Une levée de fonds grand public pour structurer une filière
La Filature Colbert, installée à Camarès et dédiée à la valorisation de la laine de brebis, a ouvert début juillet son capital au grand public via la plateforme Baltis. L'objectif annoncé est une collecte de 350 000 €, accessible à partir de 100 € par souscripteur. La démarche vise à renforcer la trésorerie de la structure pour faire face aux contraintes de mise en marché et accélérer la montée en puissance commerciale et administrative.
Portée depuis 2019 et inaugurée officiellement en 2023, la filature se situe au cœur d'un projet qui remonte à plus d'une décennie et rassemble plusieurs partenaires locaux et financiers : Jean-Pierre Romiguier (créateur du Sac du Berger), le Crédit Agricole, l'association des éleveurs de Roquefort AOP (APLBR) et Jean-Philippe Lignon, actuel dirigeant de la filature.
"Cette levée de fonds, ouverte à tous, du gros investisseur au particulier, vise à accélérer notre développement de la partie commerciale et administrative. Cela devrait nous permettre d’avoir plus de trésorerie et donc de faire face à l’inertie inhérente à notre activité, consolider nos clients réguliers et récurrents comme certaines collectivités", explique Jean-Philippe Lignon.

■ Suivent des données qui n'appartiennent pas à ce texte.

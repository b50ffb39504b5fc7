// src/readers/lineassembler.rs

//! Implements a [`LineAssembler`], the driver of deriving [`Line`s] from
//! chunks read backward.
//!
//! [`LineAssembler`]: crate::readers::lineassembler::LineAssembler
//! [`Line`s]: crate::data::line::Line

use crate::common::{Bytes, Count, FileOffset, NLu8};
use crate::data::line::Line;
#[allow(unused_imports)]
use crate::debug::printers::buffer_to_String_noraw;
use crate::readers::chunkreader::Chunk;

use std::fmt;

use ::memchr::memrchr;
#[allow(unused_imports)]
use ::si_trace_print::{defn, defo, defx, defñ};

/// A `LineAssembler` finds the line terminators in chunks of a file that are
/// pushed in last-to-first order, and assembles the bytes between them into
/// [`Line`s], last line first.
///
/// The bytes of the chunk that follow the last terminator belong to the
/// line that continues into the following chunk, so they are joined to the
/// pending tail carried from that following chunk. Bytes before the first
/// terminator of a chunk become the new pending tail.
///
/// The pending tail is kept as a list of parts so a line that spans many
/// chunks is only copied once, when it is complete.
///
/// [`Line`s]: crate::data::line::Line
pub struct LineAssembler {
    /// The chunk being split.
    current: Chunk,
    /// File offset of the first byte of `current`.
    current_fileoffset: FileOffset,
    /// Bytes of `current` at and after this index were emitted as lines.
    current_end: usize,
    /// Parts of the pending tail, in last-to-first file order.
    tail: Vec<Bytes>,
    /// Sum of the lengths of `tail`.
    tail_len: usize,
    /// File offset of the first byte of the pending tail.
    tail_fileoffset: FileOffset,
    /// File offset expected of the end of the next pushed chunk.
    /// `None` before the first chunk is pushed.
    fileoffset_next_end: Option<FileOffset>,
    /// Count of [`Line`s] returned.
    ///
    /// [`Line`s]: crate::data::line::Line
    lines_assembled: Count,
}

impl fmt::Debug for LineAssembler {
    fn fmt(
        &self,
        f: &mut fmt::Formatter,
    ) -> fmt::Result {
        f.debug_struct("LineAssembler")
            .field("current_fileoffset", &self.current_fileoffset)
            .field("current_end", &self.current_end)
            .field("tail parts", &self.tail.len())
            .field("tail_len", &self.tail_len)
            .field("tail_fileoffset", &self.tail_fileoffset)
            .field("lines_assembled", &self.lines_assembled)
            .finish()
    }
}

impl Default for LineAssembler {
    fn default() -> Self {
        LineAssembler::new()
    }
}

impl LineAssembler {
    pub fn new() -> LineAssembler {
        LineAssembler {
            current: Chunk::with_capacity(0),
            current_fileoffset: 0,
            current_end: 0,
            tail: Vec::<Bytes>::new(),
            tail_len: 0,
            tail_fileoffset: 0,
            fileoffset_next_end: None,
            lines_assembled: 0,
        }
    }

    /// Count of bytes of the pending tail.
    #[inline(always)]
    pub const fn pending_len(&self) -> usize {
        self.tail_len
    }

    #[inline(always)]
    pub const fn lines_assembled(&self) -> Count {
        self.lines_assembled
    }

    /// Push the `chunk` that immediately precedes the previously pushed
    /// chunk. `fileoffset` is the file offset of the first byte of `chunk`.
    ///
    /// All lines of the previous chunk must have been taken with
    /// [`next_line`] (it returned `None`).
    ///
    /// [`next_line`]: LineAssembler::next_line
    pub fn push_chunk(
        &mut self,
        fileoffset: FileOffset,
        chunk: Chunk,
    ) {
        defn!("({}, chunk len {})", fileoffset, chunk.len());
        debug_assert_eq!(self.current_end, 0, "previous chunk was not consumed");
        if let Some(fileoffset_next_end) = self.fileoffset_next_end {
            debug_assert_eq!(
                fileoffset + chunk.len() as FileOffset,
                fileoffset_next_end,
                "chunk at {} len {} does not precede the previous chunk",
                fileoffset,
                chunk.len(),
            );
        }
        self.fileoffset_next_end = Some(fileoffset);
        self.current_end = chunk.len();
        self.current = chunk;
        self.current_fileoffset = fileoffset;
        defx!();
    }

    /// Join `current[begin..end]` with the pending tail, clearing the
    /// pending tail.
    fn take_with_tail(
        &mut self,
        begin: usize,
        end: usize,
    ) -> Bytes {
        let head: &[u8] = &self.current[begin..end];
        let mut bytes: Bytes = Bytes::with_capacity(head.len() + self.tail_len);
        bytes.extend_from_slice(head);
        for part in self.tail.iter().rev() {
            bytes.extend_from_slice(part);
        }
        self.tail.clear();
        self.tail_len = 0;

        bytes
    }

    /// Return the next complete line, working backward through the current
    /// chunk.
    ///
    /// Returns `None` when no further line terminator is in the current
    /// chunk; the remaining bytes of the chunk become the head of the pending
    /// tail. The caller should then push the preceding chunk, or call
    /// [`finish`] at the start of the file.
    ///
    /// The returned [`Line`] may be empty.
    ///
    /// [`finish`]: LineAssembler::finish
    /// [`Line`]: crate::data::line::Line
    pub fn next_line(&mut self) -> Option<Line> {
        defn!("{:?}", self);
        match memrchr(NLu8, &self.current[..self.current_end]) {
            Some(index) => {
                let begin: usize = index + 1;
                let fileoffset_begin: FileOffset = self.current_fileoffset + begin as FileOffset;
                let bytes: Bytes = self.take_with_tail(begin, self.current_end);
                self.current_end = index;
                self.lines_assembled += 1;
                let line = Line::new(fileoffset_begin, bytes);
                defx!("return {:?}", line);

                Some(line)
            }
            None => {
                // the remainder of this chunk precedes the pending tail
                let mut part: Chunk = std::mem::take(&mut self.current);
                part.truncate(self.current_end);
                self.current_end = 0;
                if !part.is_empty() {
                    defo!("pending part {:?}", buffer_to_String_noraw(&part));
                    self.tail_len += part.len();
                    self.tail.push(part);
                    self.tail_fileoffset = self.current_fileoffset;
                }
                defx!("return None; pending_len {}", self.tail_len);

                None
            }
        }
    }

    /// At the start of the file, return the pending tail as the first line
    /// of the file.
    ///
    /// Returns `None` if there are no pending bytes.
    pub fn finish(&mut self) -> Option<Line> {
        defn!("{:?}", self);
        debug_assert_eq!(self.current_end, 0, "current chunk was not consumed");
        if self.tail_len == 0 {
            defx!("return None");
            return None;
        }
        let fileoffset_begin: FileOffset = self.tail_fileoffset;
        let bytes: Bytes = self.take_with_tail(0, 0);
        self.lines_assembled += 1;
        let line = Line::new(fileoffset_begin, bytes);
        defx!("return {:?}", line);

        Some(line)
    }
}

Un modèle de revalorisation locale de la matière première
La Filature Colbert veut redonner de la valeur à une matière première abondante localement : les brebis lacaune, tondues une fois par an, produisent entre 800 g et 1 kg de laine chacune. L'entreprise transforme cette laine pour en faire notamment du paillage et des isolants, ciblant des marchés où l'origine et la circularité sont des arguments de vente.

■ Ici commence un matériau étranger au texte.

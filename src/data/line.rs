// src/data/line.rs

//! Implement [`Line`], one fully assembled line of a file.
//!
//! [`Line`]: crate::data::line::Line

use crate::common::{Bytes, FileOffset, CRu8};
use crate::debug::printers::buffer_to_String_noraw;

use std::fmt;
use std::string::FromUtf8Error;

/// A fully assembled line of bytes, without the line terminator and without
/// a trailing carriage return.
///
/// A `Line` is only created after all bytes between two line terminators
/// (or a line terminator and the start or end of the file) were read.
/// Decoding to text happens on a `Line`, never on a part of a line.
pub struct Line {
    /// File offset of the first byte of the line.
    fileoffset_begin: FileOffset,
    bytes: Bytes,
}

impl fmt::Debug for Line {
    fn fmt(
        &self,
        f: &mut fmt::Formatter,
    ) -> fmt::Result {
        f.debug_struct("Line")
            .field("fileoffset_begin", &self.fileoffset_begin)
            .field("len", &self.bytes.len())
            .field("bytes", &buffer_to_String_noraw(&self.bytes))
            .finish()
    }
}

impl Line {
    /// Create a new `Line` from the bytes between line terminators.
    /// A trailing `'\r'` is removed.
    pub fn new(
        fileoffset_begin: FileOffset,
        mut bytes: Bytes,
    ) -> Line {
        if bytes.last() == Some(&CRu8) {
            bytes.pop();
        }

        Line {
            fileoffset_begin,
            bytes,
        }
    }

    #[inline(always)]
    pub const fn fileoffset_begin(&self) -> FileOffset {
        self.fileoffset_begin
    }

    #[inline(always)]
    pub fn len(&self) -> usize {
        self.bytes.len()
    }

    #[inline(always)]
    pub fn is_empty(&self) -> bool {
        self.bytes.is_empty()
    }

    #[inline(always)]
    pub fn as_bytes(&self) -> &[u8] {
        self.bytes.as_slice()
    }

    /// Decode the line as UTF-8 text, consuming the `Line`.
    pub fn into_string(self) -> Result<String, FromUtf8Error> {
        String::from_utf8(self.bytes)
    }
}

- Objectif de la collecte : 350 000 € via Baltis
- Ticket minimum : 100 €
- Implantation : Camarès (inauguration officielle en 2023)
- Partenaires fondateurs : Sac du Berger, Crédit Agricole, APLBR, direction actuelle
Enjeux techniques et commerciaux
Le texte met en avant plusieurs chantiers critiques pour la filière : la gestion du lavage de la laine, la création de débouchés réguliers (collectivités, clients récurrents) et la constitution d'un modèle économique capable d'absorber l'inertie industrielle. Le recours au financement participatif traduit une volonté d'associer des citoyens et des acteurs locaux au montage financier, tout en apportant une marge de manœuvre sur la trésorerie. La somme visée reste modeste mais symbolique : elle doit permettre d'industrialiser des étapes commerciales et administratives pour sécuriser les premiers contrats.

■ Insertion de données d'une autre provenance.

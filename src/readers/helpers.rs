// src/readers/helpers.rs

//! Miscellaneous helper functions for _Readers_.

use crate::common::FPath;

/// Helper function for a slightly annoying set of calls.
pub fn path_to_fpath(path: &std::path::Path) -> FPath {
    // `PathBuf` to `String` https://stackoverflow.com/q/37388107/471376
    (*(path.to_string_lossy())).to_string()
}

/// Return the "extension" of a file name the way the search directory
/// listing reports it: the text after the last `'.'`, or the entire name
/// if there is no `'.'`.
pub fn name_extension(name: &str) -> &str {
    match name.rsplit_once('.') {
        Some((_, ext)) => ext,
        None => name,
    }
}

Conséquences pour les éleveurs et la filière
En revalorisant la laine — jadis souvent considérée comme un sous-produit peu rentable — la filature vise à apporter un complément de revenu aux éleveurs et à initier une relance « modeste » d'une filière lainière française. Le projet s'appuie sur des cheptels locaux (lacaune) et sur des partenariats qui mêlent acteurs privés et professionnels agricoles (APLBR). Si la levée atteint son objectif, elle pourrait permettre de consolider des relations commerciales avec des collectivités et des clients réguliers, condition nécessaire pour transformer une initiative locale en chaîne de valeur durable.
Points de vigilance
Plusieurs éléments restent à suivre : l'issue de la collecte publique, l'évolution des coûts de transformation (notamment du lavage), et la capacité de la filature à signer des contrats récurrents permettant de stabiliser le chiffre d'affaires. La trajectoire de croissance dépendra aussi de la montée en gamme des produits finis et de leur acceptation sur des marchés parfois sensibles au prix par rapport aux solutions conventionnelles.
| Élément | Données |
|---|---|
| Montant visé | 350 000 € |
| Ticket minimum | 100 € |
| Production par brebis | 800 g–1 kg de laine/an |
| Année d'implantation | 2019 (inauguration 2023) |
La levée de fonds de la Filature Colbert est un exemple concret de finance participative mobilisée pour soutenir la relocalisation et la structuration d'une filière matérielle. À court terme, l'opération vise à améliorer la trésorerie et la capacité commerciale ; à moyen terme, elle pourrait contribuer à redonner une valeur économique aux laines locales et à renforcer l'autonomie de filières industrielles en France.